Les programmes de Noël auront été l’occasion de vérifier ce qu’affirmait, dans notre dernier épisode, le cadreur sous-marin René Heuzey : Océans n’a pas vraiment fait école. La toute dernière série animalière de la BBC, diffusée sur France 5 pendant les fêtes et intitulée Prédateurs (The Hunt en V.O.), reste effectivement fidèle à une tradition du documentaire exigeant que les animaux soient filmés dans des circonstances imposées (ici, la chasse), expliquées (comme toujours, par David Attenborough), et mises en scènes dans une sorte d’éternité animale – la voix-off de Prédateurs souligne à la moindre occasion comme chacun des comportements embrassés par la 4K étaient déjà les mêmes à l’époque des peintures rupestres.

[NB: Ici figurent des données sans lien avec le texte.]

//! Named async locks serializing operations on a shared parent resource

use std::collections::HashMap;
use std::sync::{Arc, Mutex, MutexGuard};
use tokio::sync::{Mutex as AsyncMutex, OwnedMutexGuard};
use tracing::debug;

type LockMap = HashMap<String, Arc<AsyncMutex<()>>>;

#[derive(Default)]
pub struct NameLocks {
    locks: Arc<Mutex<LockMap>>,
}

/// Held for the duration of an operation; dropping it releases the name
#[derive(Debug)]
pub struct NameLockGuard {
    key: String,
    guard: Option<OwnedMutexGuard<()>>,
    locks: Arc<Mutex<LockMap>>,
}

impl Drop for NameLockGuard {
    fn drop(&mut self) {
        self.guard.take();

        // Waiters clone the entry under the map lock, so a count of one means
        // nobody else is queued for this name.
        let mut locks = lock_map(&self.locks);
        if locks
            .get(&self.key)
            .is_some_and(|lock| Arc::strong_count(lock) == 1)
        {
            locks.remove(&self.key);
        }
        debug!("Released lock {}", self.key);
    }
}

fn lock_map(locks: &Mutex<LockMap>) -> MutexGuard<'_, LockMap> {
    match locks.lock() {
        Ok(locks) => locks,
        Err(poisoned) => poisoned.into_inner(),
    }
}

impl NameLocks {
    pub fn new() -> Self {
        Self::default()
    }

    /// Waits until no other holder of `(kind, name)` remains
    pub async fn by_name(&self, name: &str, kind: &str) -> NameLockGuard {
        let key = format!("{}.{}", kind, name);
        let lock = lock_map(&self.locks).entry(key.clone()).or_default().clone();

        debug!("Waiting for lock {}", key);
        let guard = lock.lock_owned().await;
        debug!("Acquired lock {}", key);

        NameLockGuard {
            key,
            guard: Some(guard),
            locks: self.locks.clone(),
        }
    }
}

#[cfg(test)]
mod tests {
    use super::*;
    use std::time::Duration;
    use tokio_test::{assert_pending, assert_ready, task};

    #[tokio::test]
    async fn same_name_is_serialized() {
        let locks = Arc::new(NameLocks::new());
        let first = locks.by_name("ns1", "azurerm_servicebus_namespace").await;

        let waiter = {
            let locks = locks.clone();
            tokio::spawn(async move {
                let _second = locks.by_name("ns1", "azurerm_servicebus_namespace").await;
            })
        };

        tokio::time::sleep(Duration::from_millis(20)).await;
        assert!(!waiter.is_finished());

        drop(first);
        tokio::time::timeout(Duration::from_secs(1), waiter)
            .await
            .expect("second holder should acquire the lock")
            .unwrap();
    }

    #[tokio::test]
    async fn different_names_do_not_block() {
        let locks = NameLocks::new();
        let _a = locks.by_name("ns1", "azurerm_servicebus_namespace").await;
        let _b = tokio::time::timeout(
            Duration::from_millis(100),
            locks.by_name("ns2", "azurerm_servicebus_namespace"),
        )
        .await
        .expect("a different name should not wait");
        let _c = tokio::time::timeout(
            Duration::from_millis(100),
            locks.by_name("ns1", "azurerm_api_management"),
        )
        .await
        .expect("a different kind should not wait");
    }

    #[test]
    fn waiter_is_woken_on_release() {
        let locks = NameLocks::new();
        let first = task::spawn(locks.by_name("ns1", "azurerm_servicebus_namespace")).poll();
        let first = assert_ready!(first);

        let mut second = task::spawn(locks.by_name("ns1", "azurerm_servicebus_namespace"));
        assert_pending!(second.poll());

        drop(first);
        assert!(second.is_woken());
        let _second = assert_ready!(second.poll());
    }

    #[tokio::test]
    async fn released_names_are_forgotten() {
        let locks = NameLocks::new();
        let first = locks.by_name("ns1", "azurerm_servicebus_namespace").await;
        let other = locks.by_name("ns2", "azurerm_servicebus_namespace").await;
        assert_eq!(lock_map(&locks.locks).len(), 2);

        drop(first);
        assert!(!lock_map(&locks.locks).contains_key("azurerm_servicebus_namespace.ns1"));
        assert_eq!(lock_map(&locks.locks).len(), 1);

        drop(other);
        assert!(lock_map(&locks.locks).is_empty());
    }

    #[test]
    fn queued_waiter_keeps_the_entry() {
        let locks = NameLocks::new();
        let first = task::spawn(locks.by_name("ns1", "azurerm_servicebus_namespace")).poll();
        let first = assert_ready!(first);

        let mut second = task::spawn(locks.by_name("ns1", "azurerm_servicebus_namespace"));
        assert_pending!(second.poll());

        drop(first);
        assert_eq!(lock_map(&locks.locks).len(), 1);

        let second = assert_ready!(second.poll());
        drop(second);
        assert!(lock_map(&locks.locks).is_empty());
    }
}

Ainsi que le rappelait Heuzey, Perrin & Cluzaud cherchent précisément l’inverse : une vie sauvage hors de tout désir scénaristique, seulement esthétique ; pas ou peu de didactisme ; et un peu d’Histoire.

Juste après la diffusion française des huit derniers opus BBC sortira donc l’autre champion du documentaire animalier, son envers, pourrait-on dire : Les Saisons, premier long-métrage de Perrin & Cluzaud depuis Océans, où la poétique des réalisateurs se voit appliquée à la vie terrestre comme elle l’avait été à la vie marine cinq ans plus tôt et en premier lieu à la « vie aérienne » en 2001, dans Le Peuple Migrateur. Une fois n’est pas coutume, Les Saisons vante sa dimension historique : les affiches annoncent « 20 000 ans d’Histoire au cœur du monde sauvage ». Inutile de préciser que nous y reviendrons – une rencontre avec Jacques Perrin suivra peut-être. En 2010, la revue en ligne Independencia publiait notre critique d’Océans, depuis disparue des internets suite à une refonte du site. On y soulignait déjà la tentation, encore discrète, d’introduire le passage du temps dans la Nature. Nous la republions ici.


Veolia, Total, EDF, Crédit Agricole, un Sheikh, la principauté de Monaco… En même temps que monte le bruit des vagues, après le noir, Océans affiche le prix de sa fabrication. Litanie de sponsors affichée sur une mer que l’on imagine, au choix, savonneuse et purificatrice, ou juste polluée. Elle est ici la vérité qui dérange, pour parler comme Al Gore : sans eux, pas d’Océans. Et puis, un retournement, un rouleau, les disperse ; avec l’immersion apparaît le titre. Enfin seuls.

Solitude, silence, régression utérine : ce plaisir amniotique du documentaire sous-marin.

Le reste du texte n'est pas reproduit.